Tom Powell’s intriguing play is full of memorable moments. The story of a therapist called Luc, whose guilt and grief push her towards mental health problems, the piece is inventive – and takes the risks that bold theatre-making requires.
In short, it doesn’t all work, even if it is always interesting. The idea of projecting Luc’s thoughts on to the stage is done well with some nice animation and typography. But might the idea, and some easy humour, detract from the fine performance of Rosie Gray, who takes the part?
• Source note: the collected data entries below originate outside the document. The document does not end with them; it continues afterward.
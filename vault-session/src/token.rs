//! Session tokens produced by a login exchange.

use secrecy::{ExposeSecret, SecretString};
use std::fmt;
use std::time::Duration;

/// Where a token came from.
#[derive(Debug, Clone, Copy, PartialEq, Eq)]
pub enum TokenKind {
    /// Supplied by the caller; never renewed or revoked by a session manager.
    Static,
    /// Issued by Vault through a login exchange.
    Login,
}

/// An immutable Vault token.
///
/// Tokens are never mutated in place. A session manager hands them out as
/// `Arc<VaultToken>` and replaces the whole value on re-login.
#[derive(Clone)]
pub struct VaultToken {
    token: SecretString,
    lease_duration: Duration,
    renewable: bool,
    kind: TokenKind,
}

impl VaultToken {
    /// Create a static token. It has no lease and is not renewable.
    #[must_use]
    pub fn of(token: impl Into<String>) -> Self {
        Self {
            token: SecretString::from(token.into()),
            lease_duration: Duration::ZERO,
            renewable: false,
            kind: TokenKind::Static,
        }
    }

    /// Create a token issued by a login exchange.
    ///
    /// A zero `lease_duration` means the token is not lease-bound.
    #[must_use]
    pub fn login(token: impl Into<String>, lease_duration: Duration, renewable: bool) -> Self {
        Self {
            token: SecretString::from(token.into()),
            lease_duration,
            renewable,
            kind: TokenKind::Login,
        }
    }

    /// The bearer value sent to Vault.
    #[must_use]
    pub fn token(&self) -> &str {
        self.token.expose_secret()
    }

    /// Server-declared validity window.
    #[must_use]
    pub const fn lease_duration(&self) -> Duration {
        self.lease_duration
    }

    /// Renewability flag as reported by the issuing auth backend.
    #[must_use]
    pub const fn renewable(&self) -> bool {
        self.renewable
    }

    /// Token origin.
    #[must_use]
    pub const fn kind(&self) -> TokenKind {
        self.kind
    }

    /// Whether this token is a Vault login session.
    #[must_use]
    pub const fn is_login_token(&self) -> bool {
        matches!(self.kind, TokenKind::Login)
    }

    /// Whether a session manager should schedule renewal for this token.
    #[must_use]
    pub const fn is_renewable(&self) -> bool {
        self.is_login_token() && self.renewable && !self.lease_duration.is_zero()
    }
}

impl fmt::Debug for VaultToken {
    fn fmt(&self, f: &mut fmt::Formatter<'_>) -> fmt::Result {
        f.debug_struct("VaultToken")
            .field("token", &"[REDACTED]")
            .field("lease_duration", &self.lease_duration)
            .field("renewable", &self.renewable)
            .field("kind", &self.kind)
            .finish()
    }
}
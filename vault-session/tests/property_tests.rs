//! Property-based tests for token classification, renewal timing and error
//! classification.

use proptest::prelude::*;
use std::{sync::Arc, time::Duration};
use test_utils::{
    ManualScheduler, MockAuthentication, MockTransport, client_error_status_strategy,
    lease_duration_strategy, login_token_strategy, server_error_status_strategy,
    token_value_strategy, vault_token_strategy,
};
use vault_session::{
    LifecycleAwareSessionManager, SessionManager, TokenKind, VaultError, VaultToken,
    renewal_delay,
};

proptest! {
    #![proptest_config(ProptestConfig::with_cases(100))]

    #[test]
    fn renewal_delay_is_lease_minus_five_with_one_second_floor(lease in lease_duration_strategy()) {
        let delay = renewal_delay(lease);
        let expected = lease.as_secs().saturating_sub(5).max(1);

        prop_assert_eq!(delay, Duration::from_secs(expected));
        prop_assert!(delay >= Duration::from_secs(1));
        prop_assert!(delay <= lease.max(Duration::from_secs(1)));
    }

    #[test]
    fn renewable_only_for_renewable_login_tokens_with_a_lease(token in vault_token_strategy()) {
        let expected = token.kind() == TokenKind::Login
            && token.renewable()
            && !token.lease_duration().is_zero();
        prop_assert_eq!(token.is_renewable(), expected);
    }

    #[test]
    fn static_tokens_are_never_renewable(value in token_value_strategy()) {
        let token = VaultToken::of(value);
        prop_assert!(!token.is_renewable());
        prop_assert!(!token.is_login_token());
        prop_assert_eq!(token.lease_duration(), Duration::ZERO);
    }

    #[test]
    fn debug_never_reveals_the_token(token in login_token_strategy()) {
        let debug = format!("{token:?}");
        prop_assert!(!debug.contains(token.token()));
        prop_assert!(debug.contains("[REDACTED]"));
    }

    #[test]
    fn client_statuses_reset_the_session(status in client_error_status_strategy()) {
        let err = VaultError::status_error(status, "denied");
        prop_assert!(err.is_client_error());
        prop_assert_eq!(err.status(), Some(status));
    }

    #[test]
    fn server_statuses_are_retryable_not_client_errors(status in server_error_status_strategy()) {
        let err = VaultError::status_error(status, "unavailable");
        prop_assert!(!err.is_client_error());
        prop_assert!(err.is_retryable());
    }

    #[test]
    fn renewal_scheduled_iff_token_is_renewable(
        lease in lease_duration_strategy(),
        renewable in any::<bool>(),
    ) {
        let runtime = tokio::runtime::Builder::new_current_thread()
            .enable_time()
            .start_paused(true)
            .build()
            .unwrap();

        runtime.block_on(async {
            let scheduler = Arc::new(ManualScheduler::new());
            let manager = LifecycleAwareSessionManager::new(
                Arc::new(MockAuthentication::new(lease, renewable)),
                scheduler.clone(),
                Arc::new(MockTransport::new()),
            );

            let token = manager.session_token().await.unwrap();
            if token.is_renewable() {
                prop_assert_eq!(scheduler.delays(), vec![renewal_delay(lease)]);
            } else {
                prop_assert_eq!(scheduler.scheduled_count(), 0);
            }
            Ok(())
        })?;
    }
}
Hearing the negative thoughts Luc suffers from makes the character solipsistic and the play narrow. Other roles, well performed by Daniel Rainford, are too close to simply being foils. The focus is admirable, but the result is cold. More of Luc’s mother and her friend would be great, please.
When it comes to Luc’s struggle with reality – theatrically – Surfacing is a mixed bag. If the mice Luc is paranoid about are supposed to be scary, I’d count that a fail. And talking to her microwave as if it is her manager at work is weak. There’s an Alice in Wonderland air that is intriguing (it works well when she is stealing a car) but sometimes too much of a puzzle. Yet a simple scene with Luc swimming is a highlight. And one with balloons and her dead brother, with Gray and Rainsford showing impressive physicality, is excellent.
Director Stephen Bailey shares Powell’s efforts to keep the play tight. But the subject is big, and any takeaway necessarily provisional… which may frustrate some. The idea of a crisis in mental health possessing an element of exhilaration as well as being scary is fascinating. But Surfacing suffers from its brevity. The ideas are there but need expanding.